## WHAT YOU NEED TO DO
The entries below contain a stretch that opens with the line containing "mod scaler;" and closes with the line containing "raw feature vector"; set down that stretch exactly, both ends included, and nothing else.

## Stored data
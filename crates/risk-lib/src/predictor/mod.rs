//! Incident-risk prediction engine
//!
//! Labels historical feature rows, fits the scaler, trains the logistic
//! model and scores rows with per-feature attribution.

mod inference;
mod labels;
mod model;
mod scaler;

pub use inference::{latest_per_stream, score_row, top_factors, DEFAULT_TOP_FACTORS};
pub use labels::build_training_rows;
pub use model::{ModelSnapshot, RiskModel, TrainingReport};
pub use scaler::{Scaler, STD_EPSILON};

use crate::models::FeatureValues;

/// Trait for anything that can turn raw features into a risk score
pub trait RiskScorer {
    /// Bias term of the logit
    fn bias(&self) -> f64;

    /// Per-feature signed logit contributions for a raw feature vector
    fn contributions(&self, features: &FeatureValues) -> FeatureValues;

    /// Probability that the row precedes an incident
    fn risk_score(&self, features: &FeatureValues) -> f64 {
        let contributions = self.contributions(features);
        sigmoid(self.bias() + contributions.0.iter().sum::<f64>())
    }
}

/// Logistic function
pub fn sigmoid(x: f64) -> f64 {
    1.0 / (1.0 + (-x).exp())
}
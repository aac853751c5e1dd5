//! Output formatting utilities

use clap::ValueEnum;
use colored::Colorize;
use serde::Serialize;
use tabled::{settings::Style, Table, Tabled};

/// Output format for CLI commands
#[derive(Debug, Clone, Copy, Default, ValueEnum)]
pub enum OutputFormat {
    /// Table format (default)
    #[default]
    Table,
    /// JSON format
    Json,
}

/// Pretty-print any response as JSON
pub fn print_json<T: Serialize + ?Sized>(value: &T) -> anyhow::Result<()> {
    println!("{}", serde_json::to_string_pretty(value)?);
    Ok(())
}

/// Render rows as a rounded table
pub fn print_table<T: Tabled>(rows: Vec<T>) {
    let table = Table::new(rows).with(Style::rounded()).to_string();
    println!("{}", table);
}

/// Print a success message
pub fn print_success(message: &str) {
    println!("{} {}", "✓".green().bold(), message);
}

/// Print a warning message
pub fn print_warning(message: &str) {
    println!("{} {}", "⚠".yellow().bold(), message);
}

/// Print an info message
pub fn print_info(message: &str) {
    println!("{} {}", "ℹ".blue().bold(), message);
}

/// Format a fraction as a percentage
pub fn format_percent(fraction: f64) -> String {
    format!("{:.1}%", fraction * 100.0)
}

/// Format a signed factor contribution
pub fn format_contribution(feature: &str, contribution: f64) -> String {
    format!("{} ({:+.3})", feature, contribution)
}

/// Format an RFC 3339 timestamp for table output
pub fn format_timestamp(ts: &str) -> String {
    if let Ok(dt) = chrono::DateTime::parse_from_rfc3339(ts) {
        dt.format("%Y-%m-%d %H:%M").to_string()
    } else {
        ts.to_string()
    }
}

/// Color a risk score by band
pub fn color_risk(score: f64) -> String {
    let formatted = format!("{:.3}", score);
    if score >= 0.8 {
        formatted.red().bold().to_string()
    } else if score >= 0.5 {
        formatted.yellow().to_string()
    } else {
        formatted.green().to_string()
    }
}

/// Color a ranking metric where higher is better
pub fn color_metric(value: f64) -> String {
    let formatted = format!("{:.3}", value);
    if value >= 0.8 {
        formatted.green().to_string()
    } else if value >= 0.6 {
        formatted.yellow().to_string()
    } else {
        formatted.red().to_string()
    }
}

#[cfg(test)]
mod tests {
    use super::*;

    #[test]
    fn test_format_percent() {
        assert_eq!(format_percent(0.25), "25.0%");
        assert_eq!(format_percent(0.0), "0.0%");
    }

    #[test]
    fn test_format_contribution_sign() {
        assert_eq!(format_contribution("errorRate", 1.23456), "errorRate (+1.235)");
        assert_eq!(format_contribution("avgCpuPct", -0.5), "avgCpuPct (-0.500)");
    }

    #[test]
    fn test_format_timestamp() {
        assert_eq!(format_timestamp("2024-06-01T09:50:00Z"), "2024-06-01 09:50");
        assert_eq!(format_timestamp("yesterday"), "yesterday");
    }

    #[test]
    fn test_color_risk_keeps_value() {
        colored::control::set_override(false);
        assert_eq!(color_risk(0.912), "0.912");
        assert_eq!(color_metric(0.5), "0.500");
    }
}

## WRITTEN SOLUTION
mod scaler;

pub use inference::{latest_per_stream, score_row, top_factors, DEFAULT_TOP_FACTORS};
pub use labels::build_training_rows;
pub use model::{ModelSnapshot, RiskModel, TrainingReport};
pub use scaler::{Scaler, STD_EPSILON};

use crate::models::FeatureValues;

/// Trait for anything that can turn raw features into a risk score
pub trait RiskScorer {
    /// Bias term of the logit
    fn bias(&self) -> f64;

    /// Per-feature signed logit contributions for a raw feature vector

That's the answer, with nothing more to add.